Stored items
"""
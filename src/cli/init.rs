//! Create a BWC configuration.
//!
//! `bwc init` writes the global config (`~/.bwc/config.json`, or the path in
//! `BWC_CONFIG_PATH`). `bwc init --project` writes `./bwc.config.json`, which
//! then takes precedence for every command run inside the project.

use anyhow::Result;
use clap::Args;
use colored::Colorize;

use super::common::CommandContext;

#[derive(Args)]
pub struct InitCommand {
    /// Create a project config in the current directory
    #[arg(short, long)]
    project: bool,

    /// Overwrite an existing config
    #[arg(short, long)]
    force: bool,
}

impl InitCommand {
    /// Runs the command.
    pub async fn execute(self, ctx: &mut CommandContext) -> Result<()> {
        let path = ctx.store.init(self.project, self.force).await?;
        let level = if self.project { "project" } else { "global" };
        println!("{} Created {level} configuration at {}", "✓".green(), path.display());

        if self.project {
            println!("  {} Subagents and commands will install under .claude/", "→".cyan());
        }
        Ok(())
    }
}
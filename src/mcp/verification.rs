//! Drift detection between BWC's bookkeeping and the live systems.
//!
//! Verification is read-only. For each configured server:
//!
//! - `claude` servers must appear in `claude mcp list`
//! - `docker` servers need the `docker-toolkit` gateway registered with Claude
//!   and the server enabled in `docker mcp server list`
//! - any other provider is reported as unknown
//!
//! Each external listing is fetched at most once per run.

use anyhow::Result;
use regex::Regex;
use serde::Serialize;
use std::collections::BTreeMap;
use std::sync::LazyLock;
use tracing::debug;

use super::models::{McpServerConfig, Provider, Scope, Transport};
use crate::constants::DOCKER_GATEWAY_NAME;
use crate::core::BwcError;
use crate::process::ExternalProcessGateway;

static LIST_LINE: LazyLock<Option<Regex>> = LazyLock::new(|| {
    Regex::new(r"^(?P<name>[^\s:]+):\s(?P<endpoint>.*?)(?:\s\((?P<transport>[A-Za-z-]+)\))?\s-\s(?P<status>.+)$").ok()
});

/// Connection health reported by the Claude CLI.
#[derive(Debug, Clone, Copy, PartialEq, Eq, Serialize)]
#[serde(rename_all = "lowercase")]
pub enum ConnectionStatus {
    /// Health check passed
    Connected,
    /// Health check failed
    Error,
    /// Health check timed out
    Timeout,
    /// Not checked or not reported
    Unknown,
}

impl ConnectionStatus {
    /// Classifies the status text after ` - ` in `claude mcp list`.
    #[must_use]
    pub fn from_status_text(text: &str) -> Self {
        let lower = text.to_lowercase();
        if lower.contains("timeout") || lower.contains("timed out") {
            Self::Timeout
        } else if lower.contains("connected") && !lower.contains("not connected") && !lower.contains("disconnected") {
            Self::Connected
        } else if lower.contains("fail") || lower.contains("error") || lower.contains('✗') {
            Self::Error
        } else {
            Self::Unknown
        }
    }

    /// Lowercase name.
    #[must_use]
    pub const fn as_str(self) -> &'static str {
        match self {
            Self::Connected => "connected",
            Self::Error => "error",
            Self::Timeout => "timeout",
            Self::Unknown => "unknown",
        }
    }
}

impl std::fmt::Display for ConnectionStatus {
    fn fmt(&self, f: &mut std::fmt::Formatter<'_>) -> std::fmt::Result {
        f.write_str(self.as_str())
    }
}

/// One line of `claude mcp list`.
#[derive(Debug, Clone, PartialEq, Eq)]
pub struct ClaudeListing {
    /// Server name
    pub name: String,
    /// URL or command line
    pub endpoint: String,
    /// Transport label such as `SSE`, if shown
    pub transport: Option<String>,
    /// Status text
    pub status: String,
}

impl ClaudeListing {
    /// Parsed connection status.
    #[must_use]
    pub fn connection_status(&self) -> ConnectionStatus {
        ConnectionStatus::from_status_text(&self.status)
    }
}

/// Parses `claude mcp list` output; lines of other shapes are ignored.
#[must_use]
pub fn parse_claude_list(output: &str) -> Vec<ClaudeListing> {
    let Some(re) = LIST_LINE.as_ref() else {
        return Vec::new();
    };
    output
        .lines()
        .filter_map(|line| re.captures(line.trim()))
        .map(|caps| ClaudeListing {
            name: caps["name"].to_string(),
            endpoint: caps["endpoint"].trim().to_string(),
            transport: caps.name("transport").map(|m| m.as_str().to_string()),
            status: caps["status"].trim().to_string(),
        })
        .collect()
}

/// Outcome of verifying one configured server.
#[derive(Debug, Clone, PartialEq, Eq, Serialize)]
#[serde(rename_all = "camelCase")]
pub struct VerificationResult {
    /// Server name
    pub name: String,
    /// Recorded provider
    pub provider: Provider,
    /// Recorded transport
    pub transport: Transport,
    /// Recorded scope
    pub scope: Scope,
    /// Always true: results come from BWC's own config
    #[serde(rename = "configuredInBWC")]
    pub configured_in_bwc: bool,
    /// Whether the live system knows the server
    pub actually_installed: bool,
    /// Live health
    pub connection_status: ConnectionStatus,
    /// Why the server is not installed
    #[serde(skip_serializing_if = "Option::is_none")]
    pub verification_error: Option<String>,
    /// Suggested remediation, never run automatically
    #[serde(skip_serializing_if = "Vec::is_empty")]
    pub fix_commands: Vec<String>,
}

impl VerificationResult {
    fn new(name: &str, config: &McpServerConfig) -> Self {
        Self {
            name: name.to_string(),
            provider: config.provider.clone(),
            transport: config.transport,
            scope: config.scope,
            configured_in_bwc: true,
            actually_installed: false,
            connection_status: ConnectionStatus::Unknown,
            verification_error: None,
            fix_commands: Vec::new(),
        }
    }

    fn installed(mut self, status: ConnectionStatus) -> Self {
        self.actually_installed = true;
        self.connection_status = status;
        self
    }

    fn missing(mut self, error: impl Into<String>, fix_commands: Vec<String>) -> Self {
        self.actually_installed = false;
        self.verification_error = Some(error.into());
        self.fix_commands = fix_commands;
        self
    }
}

/// Re-add command for a `claude` server.
#[must_use]
pub fn claude_fix_command(name: &str, config: &McpServerConfig) -> String {
    match (&config.url, config.transport.is_remote()) {
        (Some(url), true) => format!(
            "bwc add --mcp {name} --transport {} --url {url} --scope {}",
            config.transport, config.scope
        ),
        _ => format!("bwc add --mcp {name}"),
    }
}

/// Remediation when the Docker gateway is not registered.
#[must_use]
pub fn docker_gateway_fix_commands(enable_command: String) -> Vec<String> {
    vec![
        "bwc add --setup".to_string(),
        "# Restart Claude Code to load the Docker MCP gateway".to_string(),
        enable_command,
    ]
}

/// Cached live state for one verification run.
#[derive(Default)]
struct LiveState {
    claude: Option<std::result::Result<Vec<ClaudeListing>, String>>,
    docker: Option<std::result::Result<Vec<String>, String>>,
}

/// Read-only verifier over the external tools.
pub struct VerificationEngine<'a> {
    gateway: &'a ExternalProcessGateway,
}

impl<'a> VerificationEngine<'a> {
    /// Verifier using `gateway` for every external query.
    pub const fn new(gateway: &'a ExternalProcessGateway) -> Self {
        Self {
            gateway,
        }
    }

    async fn claude_listing(&self, state: &mut LiveState) -> std::result::Result<Vec<ClaudeListing>, String> {
        if let Some(cached) = &state.claude {
            return cached.clone();
        }
        let result = match self.gateway.claude().mcp_list().await {
            Ok(out) if out.success() => Ok(parse_claude_list(&out.stdout)),
            Ok(out) => Err(format!("'claude mcp list' failed: {}", out.stderr.trim())),
            Err(e) => Err(e.to_string()),
        };
        debug!(target: "mcp", "Claude listing: {result:?}");
        state.claude = Some(result.clone());
        result
    }

    async fn docker_servers(&self, state: &mut LiveState) -> std::result::Result<Vec<String>, String> {
        if let Some(cached) = &state.docker {
            return cached.clone();
        }
        let result = self.gateway.docker().server_list().await.map_err(|e| e.to_string());
        debug!(target: "mcp", "Docker servers: {result:?}");
        state.docker = Some(result.clone());
        result
    }

    /// Verifies every entry in `configs`, in name order.
    pub async fn verify_all(&self, configs: &BTreeMap<String, McpServerConfig>) -> Result<Vec<VerificationResult>> {
        let mut state = LiveState::default();
        let mut results = Vec::with_capacity(configs.len());
        for (name, config) in configs {
            results.push(self.verify_one(name, config, &mut state).await);
        }
        Ok(results)
    }

    async fn verify_one(&self, name: &str, config: &McpServerConfig, state: &mut LiveState) -> VerificationResult {
        let result = VerificationResult::new(name, config);
        match &config.provider {
            Provider::Claude => match self.claude_listing(state).await {
                Ok(listing) => match listing.iter().find(|l| l.name == name && l.name != DOCKER_GATEWAY_NAME) {
                    Some(entry) => result.installed(entry.connection_status()),
                    None => result.missing(
                        format!("'{name}' is not registered with the Claude CLI"),
                        vec![claude_fix_command(name, config)],
                    ),
                },
                Err(reason) => result.missing(reason, vec!["npm install -g @anthropic-ai/claude-code".to_string()]),
            },
            Provider::Docker => {
                let catalog_name = config.catalog_name(name);
                let enable = self.gateway.docker().enable_command(catalog_name);
                let gateway = match self.claude_listing(state).await {
                    Ok(listing) => listing.into_iter().find(|l| l.name == DOCKER_GATEWAY_NAME),
                    Err(reason) => {
                        return result.missing(reason, vec!["npm install -g @anthropic-ai/claude-code".to_string()]);
                    }
                };
                let Some(gateway) = gateway else {
                    return result.missing(
                        "Docker MCP gateway is not registered with Claude Code",
                        docker_gateway_fix_commands(enable),
                    );
                };
                match self.docker_servers(state).await {
                    Ok(enabled) if enabled.iter().any(|s| s == name || s == catalog_name) => {
                        result.installed(gateway.connection_status())
                    }
                    Ok(_) => result.missing(format!("'{catalog_name}' is not enabled in Docker MCP Toolkit"), vec![enable]),
                    Err(reason) => result.missing(reason, vec![format!("{} --version", self.gateway.docker().binary())]),
                }
            }
            Provider::Other(other) => {
                let error = BwcError::UnknownProvider {
                    provider: other.clone(),
                };
                result.missing(
                    error.to_string(),
                    vec![format!("bwc remove --mcp {name} --yes"), format!("bwc add --mcp {name}")],
                )
            }
        }
    }
}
"""
**What to work on**
The answer must be every line from the entries above that holds the string "crate".

**Task solution**
use crate::constants::DOCKER_GATEWAY_NAME;
use crate::core::BwcError;
use crate::process::ExternalProcessGateway;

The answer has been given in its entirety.